Диагонали АС и ВД четырехугольника АВСД пересекаются в точке О. АО=18 см, ОС=12см, ВО=15см,

Given Information:

We are given that the diagonals AC and BD of quadrilateral ABCD intersect at point O. The lengths of the segments are as follows: - AO = 18 cm - OC = 12 cm - BO = 15 cm - OD = 10 cm

Proof that ABCD is a Trapezoid:

To prove that ABCD is a trapezoid, we need to show that one pair of opposite sides is parallel.
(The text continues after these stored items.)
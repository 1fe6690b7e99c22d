//! Public entry point for publishing domain events.
//!
//! A `Notifier` owns the stage pipeline and, when built from configuration,
//! the broker publisher whose session it opens on `start` and releases on
//! `shutdown`.

use std::future::Future;
use std::sync::Arc;

use tracing::{info, info_span, warn, Instrument};

use crate::broker::{BrokerConnector, BrokerPublisher};
use crate::config::NotifierConfig;
use crate::error::{NotifyError, Result};
use crate::event::{Event, Payload};
use crate::middlewares::{GenerateJwt, IncludeEventMetadata, PrintToScreen, PublishToBroker};
use crate::pipeline::{Outcome, Pipeline};
use crate::signing::{EnvelopeSigner, Keychain, SignerKey};

/// Runs events through the pipeline.
#[derive(Debug)]
pub struct Notifier {
    pipeline: Pipeline,
    publisher: Option<Arc<BrokerPublisher>>,
}

impl Notifier {
    /// Build the default pipeline publishing to RabbitMQ.
    ///
    /// Key material is decoded here; a bad key fails before any event is sent.
    #[cfg(feature = "amqp")]
    pub fn configure(config: NotifierConfig) -> Result<Self> {
        let connector = crate::broker::AmqpConnector::new()
            .with_connection_name(config.application_name.clone());
        Self::with_connector(config, Arc::new(connector))
    }

    /// Build the default pipeline on a custom broker connector.
    pub fn with_connector(
        config: NotifierConfig,
        connector: Arc<dyn BrokerConnector>,
    ) -> Result<Self> {
        config.validate()?;

        let application_name = config.application_name.as_str();
        let key = SignerKey::from_base64(
            application_name,
            &config.jwt.algorithm,
            &config.jwt.private_key,
        )?;
        let signer = EnvelopeSigner::new(
            application_name,
            Keychain::single(application_name, key),
        )?;
        let publisher = BrokerPublisher::new(
            application_name,
            config.broker.credentials(),
            connector,
        );

        Ok(Self::assemble(signer, publisher))
    }

    /// Build the default pipeline from prepared parts.
    ///
    /// Use this for keychains with more than one signer.
    pub fn assemble(signer: EnvelopeSigner, publisher: BrokerPublisher) -> Self {
        let publisher = Arc::new(publisher);
        Self {
            pipeline: Self::default_pipeline(signer, publisher.clone()),
            publisher: Some(publisher),
        }
    }

    /// Metadata → sign → print → publish.
    pub fn default_pipeline(signer: EnvelopeSigner, publisher: Arc<BrokerPublisher>) -> Pipeline {
        Pipeline::new()
            .with(IncludeEventMetadata)
            .with(GenerateJwt::new(signer))
            .with(PrintToScreen)
            .with(PublishToBroker::new(publisher))
    }

    /// Notifier over a caller-supplied pipeline with no broker session of
    /// its own.
    pub fn from_pipeline(pipeline: Pipeline) -> Self {
        Self {
            pipeline,
            publisher: None,
        }
    }

    pub fn pipeline(&self) -> &Pipeline {
        &self.pipeline
    }

    pub fn publisher(&self) -> Option<&Arc<BrokerPublisher>> {
        self.publisher.as_ref()
    }

    /// Open the broker session ahead of the first event.
    pub async fn start(&self) -> Result<()> {
        if let Some(publisher) = &self.publisher {
            publisher.connect().await?;
            info!(application = %publisher.application_name(), "Notifier started");
        }
        Ok(())
    }

    /// Run `event_name` and `payload` through every stage.
    ///
    /// Any stage error is returned as-is; the event should then be treated
    /// as not delivered.
    pub async fn notify(&self, event_name: impl Into<String>, payload: Payload) -> Result<Outcome> {
        let event_name = event_name.into();
        if event_name.is_empty() {
            return Err(NotifyError::InvalidEvent(
                "event name must not be empty".to_string(),
            ));
        }

        let span = info_span!("notify", event = %event_name);
        self.pipeline
            .execute(Event::new(event_name, payload))
            .instrument(span)
            .await
    }

    /// Release the broker session. Safe to call more than once.
    pub async fn shutdown(&self) -> Result<()> {
        if let Some(publisher) = &self.publisher {
            publisher.close().await?;
        }
        Ok(())
    }

    /// Start, run `body`, then shut down however `body` finished.
    ///
    /// `body` runs on its own task; if it panics the session is still
    /// closed and the panic is then resumed on the caller.
    pub async fn run<F, Fut, T>(self, body: F) -> Result<T>
    where
        F: FnOnce(Arc<Notifier>) -> Fut,
        Fut: Future<Output = T> + Send + 'static,
        T: Send + 'static,
    {
        let notifier = Arc::new(self);

        if let Err(e) = notifier.start().await {
            if let Err(close_err) = notifier.shutdown().await {
                warn!(error = %close_err, "Failed to release broker session");
            }
            return Err(e);
        }

        let joined = tokio::spawn(body(notifier.clone())).await;
        let closed = notifier.shutdown().await;

        match joined {
            Ok(output) => closed.map(|_| output),
            Err(join_err) => {
                if let Err(close_err) = closed {
                    warn!(error = %close_err, "Failed to release broker session");
                }
                if join_err.is_panic() {
                    std::panic::resume_unwind(join_err.into_panic());
                }
                Err(NotifyError::Aborted(join_err.to_string()))
            }
        }
    }
}
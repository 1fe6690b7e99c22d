//! Top-level error for `notify` calls.
//!
//! Every stage failure surfaces here unmodified; nothing in the pipeline
//! swallows or retries an error.

use crate::broker::BrokerError;
use crate::config::ConfigError;
use crate::signing::SigningError;

/// Result type for pipeline and notifier operations.
pub type Result<T> = std::result::Result<T, NotifyError>;

/// Errors surfaced to `Notifier::notify` callers.
#[derive(Debug, thiserror::Error)]
pub enum NotifyError {
    #[error("Configuration error: {0}")]
    Config(#[from] ConfigError),

    #[error("Signing failed: {0}")]
    Signing(#[from] SigningError),

    #[error("Broker error: {0}")]
    Broker(#[from] BrokerError),

    #[error("Stage '{stage}' broke the pipeline contract: {message}")]
    PipelineContract { stage: String, message: String },

    #[error("Invalid event: {0}")]
    InvalidEvent(String),

    #[error("Notifier body did not complete: {0}")]
    Aborted(String),
}
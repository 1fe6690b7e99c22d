//! Shared helpers for integration tests.

#![allow(dead_code)]

use std::sync::Arc;

use base64::engine::general_purpose::URL_SAFE;
use base64::Engine;
use jsonwebtoken::DecodingKey;
use serde_json::Value;

use event_api::broker::MockBroker;
use event_api::config::{JwtConfig, NotifierConfig};
use event_api::signing::{Claims, SignedEnvelope};
use event_api::{Notifier, Payload};

pub const RSA_PRIVATE: &str = include_str!("../fixtures/rsa_private.pem");
pub const RSA_PUBLIC: &str = include_str!("../fixtures/rsa_public.pem");
pub const EC_PRIVATE: &str = include_str!("../fixtures/ec_private.pem");
pub const EC_PUBLIC: &str = include_str!("../fixtures/ec_public.pem");

/// Application name used by every test notifier.
pub const APPLICATION: &str = "svc";

/// Configuration signing with the RSA fixture key.
pub fn test_config() -> NotifierConfig {
    event_api::utils::init_tracing();

    NotifierConfig {
        application_name: APPLICATION.to_string(),
        jwt: JwtConfig {
            algorithm: "RS256".to_string(),
            private_key: URL_SAFE.encode(RSA_PRIVATE),
        },
        ..Default::default()
    }
}

/// Default notifier publishing to `broker`.
pub fn mock_notifier(broker: &MockBroker) -> Notifier {
    Notifier::with_connector(test_config(), Arc::new(broker.clone()))
        .expect("Failed to build notifier")
}

pub fn payload(value: Value) -> Payload {
    value
        .as_object()
        .cloned()
        .expect("payload must be a JSON object")
}

/// Verify a published body against the RSA fixture key.
pub fn verify_body(body: Value) -> Claims {
    let envelope = SignedEnvelope::from_payload(payload(body)).expect("Malformed envelope");
    let key = DecodingKey::from_rsa_pem(RSA_PUBLIC.as_bytes()).expect("Bad public key");
    envelope
        .verify(APPLICATION, &key)
        .expect("Signature did not verify")
}
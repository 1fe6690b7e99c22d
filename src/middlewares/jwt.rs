use async_trait::async_trait;

use crate::error::Result;
use crate::event::Event;
use crate::pipeline::{Flow, Middleware};
use crate::signing::EnvelopeSigner;

/// Replaces the payload with a signed envelope around it.
///
/// The event name is left untouched; downstream stages see only the
/// envelope object.
#[derive(Debug, Clone)]
pub struct GenerateJwt {
    signer: EnvelopeSigner,
}

impl GenerateJwt {
    pub fn new(signer: EnvelopeSigner) -> Self {
        Self { signer }
    }

    pub fn signer(&self) -> &EnvelopeSigner {
        &self.signer
    }
}

#[async_trait]
impl Middleware for GenerateJwt {
    fn name(&self) -> &str {
        "generate_jwt"
    }

    async fn call(&self, event: Event) -> Result<Flow> {
        let envelope = self.signer.sign(event.payload)?.into_payload()?;
        Ok(Flow::Continue(Event::new(event.name, envelope)))
    }
}
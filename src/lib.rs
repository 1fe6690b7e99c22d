//! Event API - signed domain event publishing
//!
//! Services hand a named event and a JSON payload to a [`Notifier`]. The
//! event runs through an ordered stage pipeline that stamps metadata, wraps
//! the payload in a multi-signature JWS envelope, prints it and publishes it
//! to a RabbitMQ direct exchange named after the event domain.

pub mod broker;
pub mod config;
pub mod error;
pub mod event;
pub mod middlewares;
pub mod notifier;
pub mod pipeline;
pub mod record;
pub mod signing;
pub mod utils;

pub use config::NotifierConfig;
pub use error::{NotifyError, Result};
pub use event::{Event, Payload};
pub use notifier::Notifier;
pub use pipeline::{Flow, Middleware, Outcome, Pipeline};
pub use record::{Lifecycle, RecordEvents};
Let's consider the diagonals AC and BD. According to the properties of quadrilaterals, if the diagonals of a quadrilateral bisect each other, then the quadrilateral is a parallelogram. In this case, we need to show that the diagonals AC and BD bisect each other.

To prove that the diagonals bisect each other, we can use the property that the sum of the lengths of the segments formed by the intersection of the diagonals is equal.

Let's calculate the lengths of the segments formed by the intersection of the diagonals AC and BD.

Segment AB can be calculated as: AB = AO + OB = 18 cm + 15 cm = 33 cm

Segment CD can be calculated as: CD = CO + OD = 12 cm + 10 cm = 22 cm

Now, let's compare the lengths of the segments AB and CD.

AB = 33 cm CD = 22 cm

Since AB is not equal to CD, it means that the diagonals AC and BD do not bisect each other. Therefore, ABCD is not a parallelogram.

Since ABCD is not a parallelogram, it cannot be a rectangle or a square. The only remaining possibility is that ABCD is a trapezoid.

Hence, we have proved that ABCD is a trapezoid.

Conclusion:

The given quadrilateral ABCD with diagonals AC and BD intersecting at point O is a trapezoid.